There's also always the "analog loophole". Display the AI-generated video on a sufficiently high-resolution / color gamut display and record it on whatever device has convenient specs for making the recording, then do some light post-processing to fix moire/color/geometry. This would likely be detectable, but could shift the burden of (dis-)proof to the defendant, who might not have the money for the expert witnesses required to properly argue the technical merits of their case.
More likely, the signing would have to use compression-resistant steganography, otherwise it's pretty easy to just remux/re-encode the video to strip the metadata.
There would also be a requirement for all playback to actually properly check the private keys and for all the parties involved in the process to be acting in good faith.
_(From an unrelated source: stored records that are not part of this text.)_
//! Location string tests: a location written by one deck restarts another
//! deck in the same position with the same sticky settings.

use proptest::prelude::*;

use slidedeck::{Deck, Location, Locator, Setting, ViewMode};

const DECK: &str = concat!(
    "<body>",
    "<page key='a'>0</page><page>1</page><page key='Ünïcode two'>2</page>",
    "<page>3</page><page key='last'>4</page>",
    "</body>"
);

#[test]
fn test_keyword_locations_are_percent_encoded() {
    let mut deck = Deck::open_str(DECK).unwrap();
    deck.start("").unwrap();
    deck.goto_keyword("ünïcode").unwrap();
    assert_eq!(deck.current(), 2);
    assert_eq!(deck.location(), "#%C3%BCn%C3%AFcode");

    let mut other = Deck::open_str(DECK).unwrap();
    other.start(deck.location()).unwrap();
    assert_eq!(other.current(), 2);
}

#[test]
fn test_decode_tolerates_junk() {
    let location = Location::decode("#3?view=grid?junk?=x?lang=a=b");
    assert_eq!(location.locator, Some(Locator::Ordinal(3)));
    assert_eq!(
        location.settings,
        vec![
            ("view".to_string(), "grid".to_string()),
            ("lang".to_string(), "a=b".to_string())
        ]
    );
}

#[test]
fn test_negative_and_huge_ordinals_clamp() {
    let mut deck = Deck::open_str(DECK).unwrap();
    deck.start("#-4").unwrap();
    assert_eq!(deck.current(), 0);
    deck.on_location_change("#99999999999999999999").unwrap();
    assert_eq!(deck.current(), 4);
}

fn view_mode() -> impl Strategy<Value = ViewMode> {
    prop_oneof![
        Just(ViewMode::Full),
        Just(ViewMode::Flow),
        Just(ViewMode::TwoUp),
        Just(ViewMode::Grid),
    ]
}

proptest! {
    #[test]
    fn prop_location_restarts_same_state(
        page in 0usize..5,
        view in view_mode(),
        toolbar in any::<bool>(),
        console in any::<bool>(),
        lang in prop::option::of("[a-z]{2}"),
    ) {
        let mut deck = Deck::open_str(DECK).unwrap();
        deck.start("").unwrap();
        deck.set_setting("view", view.as_str()).unwrap();
        deck.set_setting("tb", if toolbar { "1" } else { "0" }).unwrap();
        deck.set_setting("dc", if console { "1" } else { "0" }).unwrap();
        if let Some(lang) = &lang {
            deck.set_setting("lang", lang).unwrap();
        }
        deck.goto(page as i64);

        let written = deck.location().to_string();
        let decoded = Location::decode(&written);
        prop_assert_eq!(decoded.encode(), written.clone());
        prop_assert_eq!(decoded.setting(Setting::View.name()), Some(view.as_str()));

        let mut restarted = Deck::open_str(DECK).unwrap();
        restarted.start(&written).unwrap();
        prop_assert_eq!(restarted.current(), page);
        prop_assert_eq!(restarted.state.view, view);
        prop_assert_eq!(restarted.state.widgets.toolbar, toolbar);
        prop_assert_eq!(restarted.state.widgets.console, console);
        prop_assert_eq!(restarted.state.lang.clone(), lang);
        prop_assert_eq!(restarted.state.settings.clone(), deck.state.settings.clone());
        prop_assert_eq!(restarted.location(), written.as_str());
    }
}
Not only would you have a black market for individuals to scalp clean keys but you'd likely have nation states with interests putting pressure on local manufacturers to give them backdoors.
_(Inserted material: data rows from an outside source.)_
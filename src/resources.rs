//! Deferred resources and the load barrier.
//!
//! Auxiliary scripts and styles are requested in batches. A batch becomes
//! ready exactly once, after every one of its resources has reported
//! completion, in whatever order. An empty batch is ready immediately.

use std::collections::{HashMap, HashSet};

use crate::dom::Attribute;

/// Identifier of a requested batch.
#[derive(Debug, Clone, Copy, PartialEq, Eq, Hash, PartialOrd, Ord)]
pub struct BatchId(pub u32);

/// Whether the barrier fired.
#[derive(Debug, Clone, Copy, PartialEq, Eq)]
pub enum BarrierState {
    /// Still waiting on resources.
    Pending,
    /// The last resource just completed; run setup now.
    Ready,
}

#[derive(Debug, Clone)]
struct Batch {
    expected: usize,
    completed: HashSet<usize>,
}

/// Join point for batches of deferred resources.
///
/// Only batches still waiting are stored; a batch is dropped the moment it
/// fires.
#[derive(Debug, Clone, Default)]
pub struct LoadBarrier {
    pending: HashMap<BatchId, Batch>,
    next: u32,
}

impl LoadBarrier {
    pub fn new() -> Self {
        Self::default()
    }

    /// Open a batch of `expected` resources.
    ///
    /// With zero resources the batch is already complete and `Ready` is
    /// returned here; no completion will ever be reported for it.
    pub fn open(&mut self, expected: usize) -> (BatchId, BarrierState) {
        let id = BatchId(self.next);
        self.next += 1;
        if expected == 0 {
            return (id, BarrierState::Ready);
        }
        self.pending.insert(
            id,
            Batch {
                expected,
                completed: HashSet::new(),
            },
        );
        (id, BarrierState::Pending)
    }

    /// Record completion of resource `index` of `batch`.
    ///
    /// Returns `Ready` only for the completion that finishes the batch.
    /// Repeated, out-of-range or unknown completions are ignored.
    pub fn complete(&mut self, batch: BatchId, index: usize) -> BarrierState {
        let Some(entry) = self.pending.get_mut(&batch) else {
            return BarrierState::Pending;
        };
        if index >= entry.expected {
            return BarrierState::Pending;
        }
        entry.completed.insert(index);
        if entry.completed.len() == entry.expected {
            self.pending.remove(&batch);
            BarrierState::Ready
        } else {
            BarrierState::Pending
        }
    }

    /// Number of resources still outstanding in `batch`.
    pub fn outstanding(&self, batch: BatchId) -> usize {
        self.pending
            .get(&batch)
            .map(|b| b.expected - b.completed.len())
            .unwrap_or(0)
    }

    /// Whether `batch` was opened and has fired.
    pub fn is_ready(&self, batch: BatchId) -> bool {
        batch.0 < self.next && !self.pending.contains_key(&batch)
    }

    /// Number of batches still waiting.
    pub fn pending_batches(&self) -> usize {
        self.pending.len()
    }
}

/// Kind of deferred resource.
#[derive(Debug, Clone, Copy, PartialEq, Eq)]
pub enum ResourceKind {
    Script,
    Style,
}

impl ResourceKind {
    pub fn tag(self) -> &'static str {
        match self {
            ResourceKind::Script => "script",
            ResourceKind::Style => "style",
        }
    }
}

/// One resource to load.
#[derive(Debug, Clone, PartialEq, Eq)]
pub struct ResourceDescriptor {
    pub kind: ResourceKind,
    pub attrs: Vec<Attribute>,
    /// Inline content copied from the source tag.
    pub body: String,
}

impl ResourceDescriptor {
    pub fn src(&self) -> Option<&str> {
        self.attrs
            .iter()
            .find(|a| a.name == "src" || a.name == "href")
            .map(|a| a.value.as_str())
    }
}

/// The environment's resource fetcher.
///
/// Completions are reported back through
/// [`Deck::resource_loaded`](crate::Deck::resource_loaded) with the index of
/// each descriptor in the batch.
pub trait ResourceLoader {
    fn request(&mut self, batch: BatchId, resources: &[ResourceDescriptor]);
}

/// Loader that only remembers what was requested.
#[derive(Debug, Clone, Default)]
pub struct QueuedLoader {
    pub requests: Vec<(BatchId, Vec<ResourceDescriptor>)>,
}

impl ResourceLoader for QueuedLoader {
    fn request(&mut self, batch: BatchId, resources: &[ResourceDescriptor]) {
        self.requests.push((batch, resources.to_vec()));
    }
}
We'd probably hit a lot of that with SSL if it wasn't so unimportant from a political perspective[1]... but if the thing we were trying to secure is going to boost or damage some prominent politician directly then the level of pressure is going to be on a whole different scale.
1. And we might still have that corruption of SSL when it comes to targeted phishing attacks.
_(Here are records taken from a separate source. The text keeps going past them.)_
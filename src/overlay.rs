//! Overlays and the optional mirror surface.
//!
//! Overlays are `bubble` elements addressed by their `id` attribute. The
//! overlay host is a second rendering surface (an index window) that mirrors
//! page and overlay activity. It may be absent or closed at any time, and
//! every notification is then skipped.

use std::cell::{Cell, RefCell};
use std::collections::HashMap;
use std::fmt;
use std::rc::Rc;

use crate::dom::{Document, NodeId};

/// Tag of overlay nodes.
pub const OVERLAY_TAG: &str = "bubble";
/// Id of the system overlay that shows exported source.
pub const SOURCE_OVERLAY: &str = "sourcecode";

/// Id → node lookup for overlays.
#[derive(Debug, Clone, Default)]
pub struct OverlayIndex {
    by_id: HashMap<String, NodeId>,
    order: Vec<String>,
}

impl OverlayIndex {
    /// Index every attached `bubble` that carries an id. First id wins.
    pub fn build(doc: &Document) -> Self {
        let mut index = Self::default();
        for node in doc.elements_by_tag(doc.root(), OVERLAY_TAG) {
            if let Some(id) = doc.attr(node, "id")
                && !index.by_id.contains_key(id)
            {
                index.by_id.insert(id.to_string(), node);
                index.order.push(id.to_string());
            }
        }
        index
    }

    pub fn get(&self, id: &str) -> Option<NodeId> {
        self.by_id.get(id).copied()
    }

    pub fn contains(&self, id: &str) -> bool {
        self.by_id.contains_key(id)
    }

    /// Overlay ids in document order.
    pub fn ids(&self) -> impl Iterator<Item = &str> {
        self.order.iter().map(String::as_str)
    }

    pub fn len(&self) -> usize {
        self.order.len()
    }

    pub fn is_empty(&self) -> bool {
        self.order.is_empty()
    }
}

/// Receiver of page and overlay activity notifications.
pub trait OverlayHost {
    /// Whether the surface is still open. A closed host is dropped.
    fn is_open(&self) -> bool {
        true
    }
    fn activate(&mut self, page: usize);
    fn deactivate(&mut self, page: usize);
    fn mark(&mut self, overlay: &str);
    fn unmark(&mut self, overlay: &str);
    fn update_page(&mut self, page: usize);
}

/// Handle to an optional overlay host.
#[derive(Default)]
pub struct HostLink {
    host: Option<Box<dyn OverlayHost>>,
}

impl fmt::Debug for HostLink {
    fn fmt(&self, f: &mut fmt::Formatter<'_>) -> fmt::Result {
        f.debug_struct("HostLink")
            .field("attached", &self.host.is_some())
            .finish()
    }
}

impl HostLink {
    pub fn new() -> Self {
        Self::default()
    }

    pub fn attach(&mut self, host: Box<dyn OverlayHost>) {
        self.host = Some(host);
    }

    pub fn detach(&mut self) -> Option<Box<dyn OverlayHost>> {
        self.host.take()
    }

    /// Whether an open host is attached. Drops a host that has closed.
    pub fn is_attached(&mut self) -> bool {
        self.live().is_some()
    }

    fn live(&mut self) -> Option<&mut Box<dyn OverlayHost>> {
        if self.host.as_ref().is_some_and(|h| !h.is_open()) {
            self.host = None;
        }
        self.host.as_mut()
    }

    pub fn activate(&mut self, page: usize) {
        if let Some(host) = self.live() {
            host.activate(page);
        }
    }

    pub fn deactivate(&mut self, page: usize) {
        if let Some(host) = self.live() {
            host.deactivate(page);
        }
    }

    pub fn mark(&mut self, overlay: &str) {
        if let Some(host) = self.live() {
            host.mark(overlay);
        }
    }

    pub fn unmark(&mut self, overlay: &str) {
        if let Some(host) = self.live() {
            host.unmark(overlay);
        }
    }

    pub fn update_page(&mut self, page: usize) {
        if let Some(host) = self.live() {
            host.update_page(page);
        }
    }
}

/// A host event, as recorded by [`RecordingHost`].
#[derive(Debug, Clone, PartialEq, Eq)]
pub enum HostEvent {
    Activate(usize),
    Deactivate(usize),
    Mark(String),
    Unmark(String),
    UpdatePage(usize),
}

/// Host that records notifications into a shared list.
///
/// Useful as an index window stand-in and in tests; clone the handle before
/// attaching to keep read access to the events.
#[derive(Debug, Clone)]
pub struct RecordingHost {
    events: Rc<RefCell<Vec<HostEvent>>>,
    open: Rc<Cell<bool>>,
}

impl Default for RecordingHost {
    fn default() -> Self {
        Self {
            events: Rc::default(),
            open: Rc::new(Cell::new(true)),
        }
    }
}

impl RecordingHost {
    pub fn new() -> Self {
        Self::default()
    }

    pub fn events(&self) -> Vec<HostEvent> {
        self.events.borrow().clone()
    }

    pub fn take_events(&self) -> Vec<HostEvent> {
        std::mem::take(&mut *self.events.borrow_mut())
    }

    /// Simulate the user closing the surface.
    pub fn close(&self) {
        self.open.set(false);
    }

    fn push(&self, event: HostEvent) {
        self.events.borrow_mut().push(event);
    }
}

impl OverlayHost for RecordingHost {
    fn is_open(&self) -> bool {
        self.open.get()
    }

    fn activate(&mut self, page: usize) {
        self.push(HostEvent::Activate(page));
    }

    fn deactivate(&mut self, page: usize) {
        self.push(HostEvent::Deactivate(page));
    }

    fn mark(&mut self, overlay: &str) {
        self.push(HostEvent::Mark(overlay.to_string()));
    }

    fn unmark(&mut self, overlay: &str) {
        self.push(HostEvent::Unmark(overlay.to_string()));
    }

    fn update_page(&mut self, page: usize) {
        self.push(HostEvent::UpdatePage(page));
    }
}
> There would also be a requirement for all playback to actually properly check the private keys
I don't think that's true. Only for someone who wanted to prove authenticity to grab the signature. No private keys would be exposed (except those which were hacked.)
If Netflix and Amazon can't keep their 4k HDR webrips from being leaked (supposedly via extracted licenses from Nvidia Shields), I have no idea how we'd expect all camera manufacturers to do it. Maybe iPhones and flagship Apple devices, but even then we'd find vulns in older devices over time.
1 reply →
"can't easily be extracted" = "the number of people who can extract it is small but still non-zero"
And those people now have the power to put you in jail, by putting your camera's signature on illegal content.
You've also just made journalism 3 notches harder. Like documenting atrocities in, say, North Korea. Or for whistleblowers in your home steel mill run by a corporate slavedriver.
Oh. Also. Why are you choosing the camera side to put this on? Why not the AI side? Require watermarks and signatures for anything created in such a way…
…of course that has its own set of intractable problems.
Ideally, the keys would be per-manufacturer, like HDCP or (DVD-)CSS. Personally I don't think I'd love the idea of any kind of attestation like this, but if TPTB did implement it, I'd prefer a key per-manufacturer rather than each unit having its own unique signing key. We do have precedent, in the form of printer tracking dots, which were kept 'secret' from the public for 20 years. [0]
0: https://en.wikipedia.org/wiki/Printer_tracking_dots
That makes it easy to prove authenticity (has signature), but doesn’t solve the “prove it’s fake” problem.
Ideally, the prosecutor bears the burden of proof. We generally shouldn't impose systems that require defendants to prove a negative. I recognize that reality does not necessarily match this ideal.
It's ultimately up to juries to decide whether a defendant's assertion that evidence is fake is enough to constitute reasonable doubt in the absence of hard evidence for it. I imagine that's going to be very context-dependent. It would probably work if I was accused of this, with no history of anything like this, versus a guy who does this frequently, posts videos of himself doing it regularly, and never gave any indication they're fake until he got in trouble.
Isn't that similar to this?
https://en.wikipedia.org/wiki/Content_Authenticity_Initiativ...
That certainly won't be used to violate someone's privacy.
More surveillance and tracking won't be the solution.